Records from a data collection
————

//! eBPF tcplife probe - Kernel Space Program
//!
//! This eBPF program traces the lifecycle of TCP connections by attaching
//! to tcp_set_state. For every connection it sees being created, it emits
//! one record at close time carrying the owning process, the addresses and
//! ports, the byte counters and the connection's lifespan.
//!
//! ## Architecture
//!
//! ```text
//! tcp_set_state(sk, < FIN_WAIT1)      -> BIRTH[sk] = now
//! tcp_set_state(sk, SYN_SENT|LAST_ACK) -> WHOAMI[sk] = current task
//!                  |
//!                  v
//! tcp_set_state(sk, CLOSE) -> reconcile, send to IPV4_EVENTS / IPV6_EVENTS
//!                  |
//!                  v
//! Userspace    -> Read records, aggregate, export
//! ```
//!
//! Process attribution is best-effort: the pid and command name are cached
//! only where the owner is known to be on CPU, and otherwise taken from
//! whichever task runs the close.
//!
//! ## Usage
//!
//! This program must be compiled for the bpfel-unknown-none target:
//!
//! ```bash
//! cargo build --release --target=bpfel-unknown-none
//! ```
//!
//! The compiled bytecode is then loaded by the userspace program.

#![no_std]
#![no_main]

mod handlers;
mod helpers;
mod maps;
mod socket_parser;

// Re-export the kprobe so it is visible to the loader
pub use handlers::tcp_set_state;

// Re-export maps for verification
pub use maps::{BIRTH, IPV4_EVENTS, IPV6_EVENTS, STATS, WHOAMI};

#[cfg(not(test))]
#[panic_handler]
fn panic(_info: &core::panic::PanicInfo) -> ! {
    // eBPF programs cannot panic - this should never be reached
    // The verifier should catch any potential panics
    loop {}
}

————

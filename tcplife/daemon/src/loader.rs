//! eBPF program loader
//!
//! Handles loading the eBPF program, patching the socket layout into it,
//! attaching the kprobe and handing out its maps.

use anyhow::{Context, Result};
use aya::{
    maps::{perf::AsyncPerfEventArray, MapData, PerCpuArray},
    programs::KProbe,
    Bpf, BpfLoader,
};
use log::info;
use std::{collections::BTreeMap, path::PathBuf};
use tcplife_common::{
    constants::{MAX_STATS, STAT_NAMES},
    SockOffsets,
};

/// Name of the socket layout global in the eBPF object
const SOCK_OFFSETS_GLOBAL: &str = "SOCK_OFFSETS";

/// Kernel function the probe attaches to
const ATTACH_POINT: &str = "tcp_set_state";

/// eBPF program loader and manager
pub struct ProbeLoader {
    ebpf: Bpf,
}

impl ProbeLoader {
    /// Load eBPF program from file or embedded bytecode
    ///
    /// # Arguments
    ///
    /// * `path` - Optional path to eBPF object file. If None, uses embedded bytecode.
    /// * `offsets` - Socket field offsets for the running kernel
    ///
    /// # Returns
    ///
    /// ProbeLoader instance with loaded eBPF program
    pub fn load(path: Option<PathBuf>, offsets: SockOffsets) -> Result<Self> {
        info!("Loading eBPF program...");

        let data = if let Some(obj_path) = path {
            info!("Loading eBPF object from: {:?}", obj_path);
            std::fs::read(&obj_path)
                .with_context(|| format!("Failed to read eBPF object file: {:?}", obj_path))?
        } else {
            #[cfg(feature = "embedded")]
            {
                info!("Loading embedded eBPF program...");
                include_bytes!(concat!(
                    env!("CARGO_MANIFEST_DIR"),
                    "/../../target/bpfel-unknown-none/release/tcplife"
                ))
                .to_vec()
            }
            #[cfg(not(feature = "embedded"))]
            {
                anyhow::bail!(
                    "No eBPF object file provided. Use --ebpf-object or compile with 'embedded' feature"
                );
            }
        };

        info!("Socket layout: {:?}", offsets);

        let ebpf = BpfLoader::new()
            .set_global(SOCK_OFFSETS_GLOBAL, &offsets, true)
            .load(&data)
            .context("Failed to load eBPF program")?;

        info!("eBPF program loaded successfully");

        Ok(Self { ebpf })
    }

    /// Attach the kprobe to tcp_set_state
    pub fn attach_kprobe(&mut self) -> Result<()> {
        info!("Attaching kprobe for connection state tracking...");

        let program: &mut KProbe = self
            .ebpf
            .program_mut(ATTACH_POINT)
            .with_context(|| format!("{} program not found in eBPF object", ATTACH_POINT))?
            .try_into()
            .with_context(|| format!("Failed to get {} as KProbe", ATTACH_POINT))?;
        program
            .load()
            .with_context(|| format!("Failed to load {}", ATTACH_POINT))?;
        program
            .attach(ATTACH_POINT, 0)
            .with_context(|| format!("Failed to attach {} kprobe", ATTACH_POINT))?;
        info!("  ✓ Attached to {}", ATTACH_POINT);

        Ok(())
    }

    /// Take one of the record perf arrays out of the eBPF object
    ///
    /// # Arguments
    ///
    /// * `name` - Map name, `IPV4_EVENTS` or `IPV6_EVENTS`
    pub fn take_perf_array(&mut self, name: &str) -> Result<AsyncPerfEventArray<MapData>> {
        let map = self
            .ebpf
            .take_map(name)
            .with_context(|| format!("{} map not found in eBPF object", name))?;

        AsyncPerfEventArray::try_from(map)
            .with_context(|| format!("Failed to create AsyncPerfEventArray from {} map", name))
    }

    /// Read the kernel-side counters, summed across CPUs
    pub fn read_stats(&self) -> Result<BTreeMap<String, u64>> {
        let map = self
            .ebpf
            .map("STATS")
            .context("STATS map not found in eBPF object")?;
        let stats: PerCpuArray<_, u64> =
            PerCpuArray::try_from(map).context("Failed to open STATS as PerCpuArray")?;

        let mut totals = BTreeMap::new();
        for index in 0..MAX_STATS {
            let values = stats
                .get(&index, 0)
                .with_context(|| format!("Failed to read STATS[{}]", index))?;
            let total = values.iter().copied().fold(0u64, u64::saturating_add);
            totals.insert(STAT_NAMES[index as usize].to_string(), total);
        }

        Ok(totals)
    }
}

————

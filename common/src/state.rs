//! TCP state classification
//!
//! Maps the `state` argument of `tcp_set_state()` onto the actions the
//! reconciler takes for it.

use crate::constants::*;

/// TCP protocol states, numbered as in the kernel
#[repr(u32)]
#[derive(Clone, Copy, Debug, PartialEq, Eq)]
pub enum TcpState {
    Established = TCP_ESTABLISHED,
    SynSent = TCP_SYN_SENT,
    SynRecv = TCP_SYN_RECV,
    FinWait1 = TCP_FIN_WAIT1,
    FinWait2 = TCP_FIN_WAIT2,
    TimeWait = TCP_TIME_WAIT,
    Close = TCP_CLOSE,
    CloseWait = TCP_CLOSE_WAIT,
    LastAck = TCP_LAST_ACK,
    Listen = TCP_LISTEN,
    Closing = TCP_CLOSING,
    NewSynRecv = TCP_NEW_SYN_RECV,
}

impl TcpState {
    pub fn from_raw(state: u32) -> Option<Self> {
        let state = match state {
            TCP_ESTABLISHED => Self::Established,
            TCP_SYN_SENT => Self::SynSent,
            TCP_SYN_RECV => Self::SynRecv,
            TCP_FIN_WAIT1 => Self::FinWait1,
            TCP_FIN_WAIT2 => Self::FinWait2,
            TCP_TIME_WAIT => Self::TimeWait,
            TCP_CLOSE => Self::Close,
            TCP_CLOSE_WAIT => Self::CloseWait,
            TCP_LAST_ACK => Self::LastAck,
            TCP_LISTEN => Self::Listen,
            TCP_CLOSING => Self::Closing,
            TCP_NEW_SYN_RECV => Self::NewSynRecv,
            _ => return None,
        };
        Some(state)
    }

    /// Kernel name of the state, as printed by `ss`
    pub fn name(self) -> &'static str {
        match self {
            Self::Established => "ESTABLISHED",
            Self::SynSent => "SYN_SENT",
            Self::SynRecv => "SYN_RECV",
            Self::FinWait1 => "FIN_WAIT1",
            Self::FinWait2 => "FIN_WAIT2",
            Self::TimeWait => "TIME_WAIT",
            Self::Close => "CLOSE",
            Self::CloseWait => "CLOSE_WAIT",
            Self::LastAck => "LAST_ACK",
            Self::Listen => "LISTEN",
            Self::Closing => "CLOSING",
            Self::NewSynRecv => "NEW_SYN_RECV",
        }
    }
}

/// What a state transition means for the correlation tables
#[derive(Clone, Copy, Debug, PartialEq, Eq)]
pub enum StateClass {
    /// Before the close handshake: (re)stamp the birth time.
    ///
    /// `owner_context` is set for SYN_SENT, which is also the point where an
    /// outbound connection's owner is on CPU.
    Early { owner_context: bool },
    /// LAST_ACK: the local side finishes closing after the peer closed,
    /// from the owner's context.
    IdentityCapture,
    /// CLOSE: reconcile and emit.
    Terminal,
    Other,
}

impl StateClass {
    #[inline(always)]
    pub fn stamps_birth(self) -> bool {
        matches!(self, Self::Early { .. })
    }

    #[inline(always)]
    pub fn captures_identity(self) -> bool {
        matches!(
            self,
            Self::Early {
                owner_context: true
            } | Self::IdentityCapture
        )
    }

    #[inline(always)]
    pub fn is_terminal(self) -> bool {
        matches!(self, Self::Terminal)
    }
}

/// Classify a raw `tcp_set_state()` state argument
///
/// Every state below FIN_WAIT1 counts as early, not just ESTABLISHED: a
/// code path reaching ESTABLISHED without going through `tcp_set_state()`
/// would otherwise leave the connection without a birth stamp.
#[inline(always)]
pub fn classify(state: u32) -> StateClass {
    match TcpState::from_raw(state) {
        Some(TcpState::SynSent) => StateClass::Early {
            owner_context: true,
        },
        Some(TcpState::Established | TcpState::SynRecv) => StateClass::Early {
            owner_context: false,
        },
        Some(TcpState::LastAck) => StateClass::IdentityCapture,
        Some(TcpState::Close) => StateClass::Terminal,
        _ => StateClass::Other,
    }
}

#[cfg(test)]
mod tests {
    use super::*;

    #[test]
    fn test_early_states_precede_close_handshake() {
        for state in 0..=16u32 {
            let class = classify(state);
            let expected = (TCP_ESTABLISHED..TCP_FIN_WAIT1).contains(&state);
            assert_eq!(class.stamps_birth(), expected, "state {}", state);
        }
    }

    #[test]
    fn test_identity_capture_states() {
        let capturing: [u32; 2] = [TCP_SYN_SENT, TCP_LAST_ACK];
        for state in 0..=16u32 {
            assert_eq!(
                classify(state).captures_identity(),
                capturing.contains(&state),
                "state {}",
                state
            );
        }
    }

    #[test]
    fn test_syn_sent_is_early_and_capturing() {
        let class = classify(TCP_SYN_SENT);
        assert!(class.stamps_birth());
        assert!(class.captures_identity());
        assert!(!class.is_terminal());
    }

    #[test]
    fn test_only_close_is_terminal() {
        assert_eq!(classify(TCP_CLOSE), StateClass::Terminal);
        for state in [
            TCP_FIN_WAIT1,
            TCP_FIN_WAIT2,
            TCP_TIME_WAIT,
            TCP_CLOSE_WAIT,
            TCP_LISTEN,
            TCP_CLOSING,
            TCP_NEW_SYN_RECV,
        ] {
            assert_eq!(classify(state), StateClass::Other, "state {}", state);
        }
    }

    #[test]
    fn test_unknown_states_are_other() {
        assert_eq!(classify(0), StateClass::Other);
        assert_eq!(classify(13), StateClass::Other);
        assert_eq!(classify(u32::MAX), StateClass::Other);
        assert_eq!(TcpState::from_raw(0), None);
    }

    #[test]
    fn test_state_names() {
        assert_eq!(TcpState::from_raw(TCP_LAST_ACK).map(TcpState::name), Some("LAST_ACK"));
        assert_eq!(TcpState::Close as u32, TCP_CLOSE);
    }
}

————

> **Description of the task**:
In the entries above, locate every line with the word "SockOffsets" and copy it.

> **Answer for the task**:
    SockOffsets,
    pub fn load(path: Option<PathBuf>, offsets: SockOffsets) -> Result<Self> {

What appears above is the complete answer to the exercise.